Banda larga per 235 milioni di utenti

L'OCSE ha recentemente pubblicato un'anticipazione del documento che verrà ufficialmente presentato a Seoul il 17 e 18 giugno prossimi in occasione della Conferenza ministeriale sul futuro della web economy.

Nel 2007 gli utenti connessi alla rete attraverso un collegamento a banda larga in tutto il mondo hanno toccato quota 235 milioni, con una crescita del 18% rispetto ai dati dell'anno precedente, mentre la penetrazione è passata da 16,9 connessioni ogni 100 abitanti del 2006 alle odierne 20.
Notevole, in particolare, la crescita nelle zone rurali, e nei luoghi di cultura e didattica, come scuole e biblioteche e nelle altre istituzioni pubbliche.
I Paesi del Nord Europa (Danimarca, Olanda, Svezia, Islanda, Norvegia, Svizzera e Finlandia) guidano la classifica insieme alla Corea del Sud, con una densità di collegamenti “veloci” che supera il 30% della popolazione (in Italia è il 17%).
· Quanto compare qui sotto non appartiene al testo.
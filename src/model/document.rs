use super::{
    CaptionPosition, Playlist, PlaylistSlide, PoolKind, RawPayload, ResourceEntry, ResourcePool,
    SlideConfig,
};
use crate::error::{DocumentError, MediaError};
use crate::media::{encode_batch, MediaFile};
use serde::{Deserialize, Serialize};
use std::collections::HashSet;
use uuid::Uuid;

/// Artifact format version written on export
pub const FORMAT_VERSION: &str = "1.0.0";

/// Upper bound of the per-character caption delay, in milliseconds
pub const MAX_TEXT_SPEED_MS: u32 = 10_000;

/// Default playback settings for the packaged player
#[derive(Debug, Clone, Copy, PartialEq, Serialize, Deserialize)]
pub struct PlayerSettings {
    /// Delay between caption characters in milliseconds (0 = show at once)
    pub text_speed: u32,

    /// Audio volume, 0.0 to 1.0
    pub volume: f32,

    pub autoplay: bool,

    /// Advance to the next slide when the current one finishes
    pub autoplay_nextpage: bool,
}

impl Default for PlayerSettings {
    fn default() -> Self {
        Self {
            text_speed: 100,
            volume: 1.0,
            autoplay: false,
            autoplay_nextpage: false,
        }
    }
}

impl PlayerSettings {
    pub fn validate(&self) -> Result<(), DocumentError> {
        if self.text_speed > MAX_TEXT_SPEED_MS {
            return Err(DocumentError::InvalidSetting(format!(
                "text_speed {} exceeds {} ms",
                self.text_speed, MAX_TEXT_SPEED_MS
            )));
        }
        if !(0.0..=1.0).contains(&self.volume) {
            return Err(DocumentError::InvalidSetting(format!(
                "volume {} is outside 0.0..=1.0",
                self.volume
            )));
        }
        Ok(())
    }
}

/// Outcome of a folder import
#[derive(Debug, Default)]
pub struct ImportReport {
    /// Ids of the new pool entries, in file order
    pub added: Vec<Uuid>,

    /// Files skipped because they could not be prepared
    pub failures: Vec<MediaError>,

    /// Slide bindings cleared because their entry disappeared
    pub cleared_bindings: usize,
}

/// A slide with its bound entries looked up
#[derive(Debug, Clone, Copy)]
pub struct ResolvedSlide<'a> {
    pub slide: &'a PlaylistSlide,
    pub image: &'a ResourceEntry,
    pub audio: Option<&'a ResourceEntry>,
    pub text: Option<&'a ResourceEntry>,
    pub config: SlideConfig,
}

/// A complete project: metadata, resource pools and playlist
#[derive(Debug, Clone, PartialEq, Serialize, Deserialize)]
pub struct Document {
    version: String,
    package_name: String,
    description: String,
    #[serde(default)]
    player: PlayerSettings,
    #[serde(default)]
    src: ResourcePool,
    #[serde(default)]
    playlist: Playlist,
}

impl Document {
    /// Empty project with default player settings
    pub fn create(title: impl Into<String>, description: impl Into<String>) -> Self {
        Self {
            version: FORMAT_VERSION.to_string(),
            package_name: title.into(),
            description: description.into(),
            player: PlayerSettings::default(),
            src: ResourcePool::new(),
            playlist: Playlist::new(),
        }
    }

    pub fn version(&self) -> &str {
        &self.version
    }

    pub fn package_name(&self) -> &str {
        &self.package_name
    }

    pub fn description(&self) -> &str {
        &self.description
    }

    pub fn player(&self) -> &PlayerSettings {
        &self.player
    }

    pub fn src(&self) -> &ResourcePool {
        &self.src
    }

    pub fn playlist(&self) -> &Playlist {
        &self.playlist
    }

    pub fn set_package_name(&mut self, name: impl Into<String>) {
        self.package_name = name.into();
    }

    pub fn set_description(&mut self, description: impl Into<String>) {
        self.description = description.into();
    }

    pub fn set_player(&mut self, player: PlayerSettings) -> Result<(), DocumentError> {
        player.validate()?;
        self.player = player;
        Ok(())
    }

    /// Replace the image pool and rebuild the playlist with one slide per image.
    ///
    /// All files are encoded before anything is mutated. Files that fail are
    /// skipped and reported.
    pub fn import_images(&mut self, files: &[MediaFile]) -> ImportReport {
        let batch = encode_batch(files);

        self.src.image.clear();
        self.playlist.clear();

        let mut added = Vec::with_capacity(batch.encoded.len());
        for media in batch.encoded {
            let id = self.src.image.push(media.name, media.data);
            self.playlist.append_slide(id);
            added.push(id);
        }

        log::info!(
            "Opened {} image(s), {} skipped; playlist rebuilt with {} slide(s)",
            added.len(),
            batch.failures.len(),
            self.playlist.len()
        );

        ImportReport {
            added,
            failures: batch.failures,
            cleared_bindings: 0,
        }
    }

    /// Replace the audio pool, clearing bindings to entries that no longer exist
    pub fn import_audio(&mut self, files: &[MediaFile]) -> ImportReport {
        let batch = encode_batch(files);

        self.src.audio.clear();
        let added: Vec<Uuid> = batch
            .encoded
            .into_iter()
            .map(|media| self.src.audio.push(media.name, media.data))
            .collect();

        let audio = &self.src.audio;
        let mut cleared_bindings = 0;
        for slide in self.playlist.iter_mut() {
            if slide.audio_id.is_some_and(|id| !audio.contains(&id)) {
                slide.audio_id = None;
                cleared_bindings += 1;
            }
        }
        if cleared_bindings > 0 {
            log::warn!("Cleared {} audio binding(s) after reopening audio", cleared_bindings);
        }

        log::info!(
            "Opened {} audio file(s), {} skipped",
            added.len(),
            batch.failures.len()
        );

        ImportReport {
            added,
            failures: batch.failures,
            cleared_bindings,
        }
    }

    /// Add a single resource without touching the playlist
    pub fn add_resource(
        &mut self,
        kind: PoolKind,
        name: impl Into<String>,
        payload: RawPayload<'_>,
    ) -> Result<Uuid, DocumentError> {
        self.src.add_entry(kind, name, payload)
    }

    /// Delete a pool entry. Entries still bound to a slide are refused.
    pub fn remove_resource(
        &mut self,
        kind: PoolKind,
        id: &Uuid,
    ) -> Result<Option<ResourceEntry>, DocumentError> {
        if let Some(slide) = self.playlist.iter().find(|s| slide_refers(s, kind, id)) {
            return Err(DocumentError::StillReferenced {
                kind,
                id: *id,
                slide_id: slide.id,
            });
        }
        Ok(self.src.pool_mut(kind).remove(id))
    }

    /// Replace the slide at `index`.
    ///
    /// Every bound id must exist in its pool, otherwise the document is left
    /// unchanged. The slide keeps its original id.
    pub fn edit(&mut self, index: usize, mut slide: PlaylistSlide) -> Result<(), DocumentError> {
        let current = self.slide(index)?;
        self.check_references(&slide)?;
        slide.id = current.id;
        self.playlist.edit(index, slide)?;
        Ok(())
    }

    /// Bind (or with `None`, unbind) an audio entry to a slide
    pub fn bind_audio(
        &mut self,
        index: usize,
        audio_id: Option<Uuid>,
    ) -> Result<(), DocumentError> {
        let slide = self.slide(index)?.clone().with_audio(audio_id);
        self.edit(index, slide)
    }

    /// Set the caption of a slide.
    ///
    /// Updates the bound text entry in place, or creates and binds one. An
    /// empty caption unbinds the slide's text but keeps the pool entry.
    pub fn set_caption(&mut self, index: usize, text: &str) -> Result<Option<Uuid>, DocumentError> {
        let slide = self.slide(index)?.clone();

        if text.is_empty() {
            self.edit(index, slide.with_text(None))?;
            return Ok(None);
        }

        if let Some(text_id) = slide.text_id {
            if self.src.text.update_entry(&text_id, text.to_string()) {
                return Ok(Some(text_id));
            }
        }

        let name = self
            .src
            .image
            .find_entry(&slide.image_id)
            .map(|image| caption_name(&image.name))
            .unwrap_or_else(|| format!("caption-{}", slide.id));
        let text_id = self.src.add_entry(PoolKind::Text, name, RawPayload::Text(text))?;
        self.edit(index, slide.with_text(Some(text_id)))?;
        Ok(Some(text_id))
    }

    pub fn set_caption_position(
        &mut self,
        index: usize,
        position: CaptionPosition,
    ) -> Result<(), DocumentError> {
        let mut slide = self.slide(index)?.clone();
        slide.config.caption_position = position;
        self.edit(index, slide)
    }

    pub fn reorder(&mut self, old_index: usize, new_index: usize) -> Result<(), DocumentError> {
        self.playlist.reorder(old_index, new_index)
    }

    /// Look up the entries bound to the slide at `index`
    pub fn resolve(&self, index: usize) -> Result<ResolvedSlide<'_>, DocumentError> {
        let slide = self.slide(index)?;
        let image = self
            .src
            .image
            .find_entry(&slide.image_id)
            .ok_or(DocumentError::Integrity {
                slide_id: slide.id,
                image_id: slide.image_id,
            })?;

        Ok(ResolvedSlide {
            slide,
            image,
            audio: slide.audio_id.and_then(|id| self.src.audio.find_entry(&id)),
            text: slide.text_id.and_then(|id| self.src.text.find_entry(&id)),
            config: slide.config,
        })
    }

    /// Wholesale substitution, used after a successful import
    pub fn replace(&mut self, other: Document) {
        *self = other;
    }

    /// Check id uniqueness and that every bound id resolves
    pub fn validate(&self) -> Result<(), DocumentError> {
        for kind in PoolKind::ALL {
            if let Some(&id) = self.src.pool(kind).duplicate_ids().first() {
                return Err(DocumentError::DuplicateId { kind, id });
            }
        }

        let mut slide_ids = HashSet::with_capacity(self.playlist.len());
        for slide in self.playlist.iter() {
            if !slide_ids.insert(slide.id) {
                return Err(DocumentError::DuplicateSlideId(slide.id));
            }
            self.check_references(slide)?;
        }

        self.player.validate()
    }

    /// Copy of the document without pool entries no slide refers to
    pub fn pruned(&self) -> Document {
        let mut pruned = self.clone();
        for kind in PoolKind::ALL {
            let referenced: HashSet<Uuid> = self
                .playlist
                .iter()
                .filter_map(|s| bound_id(s, kind))
                .collect();
            pruned
                .src
                .pool_mut(kind)
                .retain(|entry| referenced.contains(&entry.id));
        }
        pruned
    }

    fn slide(&self, index: usize) -> Result<&PlaylistSlide, DocumentError> {
        self.playlist.get(index).ok_or(DocumentError::SlideOutOfRange {
            index,
            len: self.playlist.len(),
        })
    }

    fn check_references(&self, slide: &PlaylistSlide) -> Result<(), DocumentError> {
        for kind in PoolKind::ALL {
            if let Some(id) = bound_id(slide, kind) {
                if !self.src.pool(kind).contains(&id) {
                    return Err(DocumentError::InvalidReference { kind, id });
                }
            }
        }
        Ok(())
    }
}

impl Default for Document {
    fn default() -> Self {
        Self::create("", "")
    }
}

fn bound_id(slide: &PlaylistSlide, kind: PoolKind) -> Option<Uuid> {
    match kind {
        PoolKind::Image => Some(slide.image_id),
        PoolKind::Audio => slide.audio_id,
        PoolKind::Text => slide.text_id,
    }
}

fn slide_refers(slide: &PlaylistSlide, kind: PoolKind, id: &Uuid) -> bool {
    bound_id(slide, kind).as_ref() == Some(id)
}

/// "a.png" -> "a.txt"
fn caption_name(image_name: &str) -> String {
    let stem = image_name
        .rsplit_once('.')
        .map(|(stem, _)| stem)
        .filter(|stem| !stem.is_empty())
        .unwrap_or(image_name);
    format!("{stem}.txt")
}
Nel documento, oltre ad una serie di tabelle statistiche e classifiche sull'utilizzo e la diffusione della banda larga, anche una serie di suggerimenti ai governi per consentire la piena realizzazione delle potenzialità economiche e sociali di questo strumento:

  • Promuovere la competizione e consentire ai cittadini una maggiore possibilità di scelta, incoraggiando nuovi network e favorendo la diffusione della fibra ottica.
  • Utilizzare risorse pubbliche per realizzare infrastrutture “open” che non agevolino esclusivamente i monopoli, ma favoriscano l’accesso dei piccoli operatori in termini non discriminatori. 
  • Incoraggiare progetti pilota in ambiti ad elevato interesse sociale come quello sanitario, quello ambientale o quello dei trasporti.
  • Rafforzare l’utilizzo delle reti di ricerca a banda larga (grid computing) rendendo questo tipo di utilizzo un elemento portante delle policy nazionali per quanto riguarda la ricerca scientifica.
  • Monitorare costantemente sia in termini qualitativi che quantitativi la diffusione e la crescita dei collegamenti a banda larga, in modo da essere in grado di predisporre ed implementare piani di sviluppo nazionali attenti e utili.